Henkel, who is based in Dallas, has been covering fires for NBC News since at least the mid-’80s. In 2005 NBC sent him to fire school in Colorado so he could earn his “red card,” the credential that allows firefighters to join wildfire crews upon arrival. He occasionally helps out with controlled burns at the LBJ National Grasslands in Texas.

“Some guys play golf,” Henkel said. “This is what I do.”

Henkel joined the Pike Hotshots of Monument, Colo., in Idaho for two days this week and posted pictures from the Beaver Creek blaze on Instagram when he could get cell phone service.

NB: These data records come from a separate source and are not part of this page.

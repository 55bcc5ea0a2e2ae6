//! Parser for the agent CLI's stream-json output format.
//!
//! Input is one JSON object per line on the agent's stdout (or its JSONL log
//! file). `LineParser` buffers partial lines across reads; each complete line
//! becomes zero or more typed [`LogEvent`]s that flow to the event bus and to
//! WebSocket subscribers.

use serde::{Deserialize, Serialize};
use serde_json::Value;

use crate::models::now_iso;

/// Byte budget for tool input/result previews.
const PREVIEW_LIMIT: usize = 300;
/// Byte budget for unrecognized passthrough lines.
const RAW_LIMIT: usize = 200;

// ── Input frames (agent stream-json format) ──────────────────────────

#[derive(Debug, Deserialize)]
#[serde(tag = "type")]
enum StreamEvent {
    #[serde(rename = "assistant")]
    Assistant { message: AssistantMessage },

    #[serde(rename = "user")]
    User {
        #[serde(default)]
        tool_use_result: Option<Value>,
        #[serde(default)]
        message: Option<Value>,
    },

    #[serde(rename = "result")]
    Result {
        #[serde(default)]
        num_turns: Option<u64>,
        #[serde(default)]
        cost_usd: Option<f64>,
        #[serde(default)]
        duration_ms: Option<u64>,
    },

    #[serde(rename = "system")]
    System {
        #[serde(default)]
        message: Option<Value>,
        #[serde(default)]
        subtype: Option<String>,
    },

    #[serde(rename = "error")]
    Error {
        #[serde(default)]
        error: Option<Value>,
    },
}

#[derive(Debug, Deserialize)]
#[serde(untagged)]
enum AssistantMessage {
    Structured {
        #[serde(default)]
        content: Vec<ContentBlock>,
    },
    Plain(String),
}

#[derive(Debug, Deserialize)]
#[serde(tag = "type")]
enum ContentBlock {
    #[serde(rename = "text")]
    Text { text: String },

    #[serde(rename = "tool_use")]
    ToolUse {
        name: String,
        #[serde(default)]
        input: Value,
    },

    #[serde(other)]
    Other,
}

// ── Output events ─────────────────────────────────────────────────────

#[derive(Debug, Clone, PartialEq, Serialize, Deserialize)]
#[serde(tag = "type", rename_all = "snake_case")]
pub enum LogEvent {
    Assistant {
        text: String,
        timestamp: String,
    },
    ToolUse {
        tool_name: String,
        input_preview: String,
        input_raw: Value,
    },
    ToolResult {
        preview: String,
    },
    Error {
        message: String,
    },
    Result {
        turns: Option<u64>,
        cost_usd: Option<f64>,
        duration_ms: Option<u64>,
    },
    System {
        text: String,
    },
    Raw {
        text: String,
    },
}

/// Truncate to a byte budget without splitting a UTF-8 character.
fn truncate_bytes(s: &str, limit: usize) -> String {
    if s.len() <= limit {
        return s.to_string();
    }
    let mut end = limit;
    while end > 0 && !s.is_char_boundary(end) {
        end -= 1;
    }
    s[..end].to_string()
}

fn value_preview(value: &Value, limit: usize) -> String {
    let rendered = match value {
        Value::String(s) => s.clone(),
        other => other.to_string(),
    };
    truncate_bytes(&rendered, limit)
}

/// Parse one complete line into typed events. A single assistant frame can
/// carry both text and tool uses, so the result is a list.
pub fn parse_line(line: &str) -> Vec<LogEvent> {
    let trimmed = line.trim();
    if trimmed.is_empty() {
        return Vec::new();
    }

    let parsed: Result<StreamEvent, _> = serde_json::from_str(trimmed);
    match parsed {
        Ok(StreamEvent::Assistant { message }) => match message {
            AssistantMessage::Plain(text) => vec![LogEvent::Assistant {
                text,
                timestamp: now_iso(),
            }],
            AssistantMessage::Structured { content } => {
                let mut events = Vec::new();
                let mut texts = Vec::new();
                for block in content {
                    match block {
                        ContentBlock::Text { text } => texts.push(text),
                        ContentBlock::ToolUse { name, input } => {
                            events.push(LogEvent::ToolUse {
                                tool_name: name,
                                input_preview: value_preview(&input, PREVIEW_LIMIT),
                                input_raw: input,
                            });
                        }
                        ContentBlock::Other => {}
                    }
                }
                if !texts.is_empty() {
                    events.insert(
                        0,
                        LogEvent::Assistant {
                            text: texts.join("\n"),
                            timestamp: now_iso(),
                        },
                    );
                }
                events
            }
        },
        Ok(StreamEvent::User {
            tool_use_result, ..
        }) => match tool_use_result {
            Some(result) => vec![LogEvent::ToolResult {
                preview: value_preview(&result, PREVIEW_LIMIT),
            }],
            None => Vec::new(),
        },
        Ok(StreamEvent::Result {
            num_turns,
            cost_usd,
            duration_ms,
        }) => vec![LogEvent::Result {
            turns: num_turns,
            cost_usd,
            duration_ms,
        }],
        Ok(StreamEvent::System { message, subtype }) => {
            let text = message
                .map(|m| value_preview(&m, PREVIEW_LIMIT))
                .or(subtype)
                .unwrap_or_default();
            vec![LogEvent::System { text }]
        }
        Ok(StreamEvent::Error { error }) => vec![LogEvent::Error {
            message: error
                .map(|e| value_preview(&e, PREVIEW_LIMIT))
                .unwrap_or_else(|| "unknown error".to_string()),
        }],
        Err(_) => {
            // Valid JSON of an unrecognized kind passes through as Raw; a
            // line that is not JSON at all is an error frame.
            if serde_json::from_str::<Value>(trimmed).is_ok() {
                vec![LogEvent::Raw {
                    text: truncate_bytes(trimmed, RAW_LIMIT),
                }]
            } else {
                vec![LogEvent::Error {
                    message: format!("malformed stream line: {}", truncate_bytes(trimmed, RAW_LIMIT)),
                }]
            }
        }
    }
}

/// Parse a whole JSONL buffer (a finished plan call, a log file).
pub fn parse_jsonl(content: &str) -> Vec<LogEvent> {
    content.lines().flat_map(parse_line).collect()
}

/// Concatenated assistant text of a stream — the "answer" of an in-process
/// agent call.
pub fn collect_text(events: &[LogEvent]) -> String {
    let mut parts = Vec::new();
    for event in events {
        if let LogEvent::Assistant { text, .. } = event {
            parts.push(text.as_str());
        }
    }
    parts.join("\n")
}

/// Incremental line assembler for streamed bytes. Keeps the trailing partial
/// line buffered until its newline arrives.
#[derive(Default)]
pub struct LineParser {
    buffer: String,
}

impl LineParser {
    pub fn new() -> Self {
        Self::default()
    }

    pub fn feed(&mut self, chunk: &[u8]) -> Vec<LogEvent> {
        self.buffer.push_str(&String::from_utf8_lossy(chunk));
        let mut events = Vec::new();
        while let Some(pos) = self.buffer.find('\n') {
            let line: String = self.buffer.drain(..=pos).collect();
            events.extend(parse_line(&line));
        }
        events
    }

    /// Flush a trailing unterminated line at end of stream.
    pub fn finish(&mut self) -> Vec<LogEvent> {
        let rest = std::mem::take(&mut self.buffer);
        if rest.trim().is_empty() {
            Vec::new()
        } else {
            parse_line(&rest)
        }
    }
}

An incident commander had convinced Verizon to install a cell on wheels, or COW truck at a base camp, he said. But he couldn’t get a tool he sometimes uses to stream video to work over the cell service, so he left a tape at his car for an NBC News crewmember (correspondent Miguel Almaguer was reporting on the fire not too far away) to come pick up.

“You have to shoot it in such a way that’s relatively self-explanatory,” Henkel said about the footage he delivers in such ways; he can’t sit with editors explaining the context of shots.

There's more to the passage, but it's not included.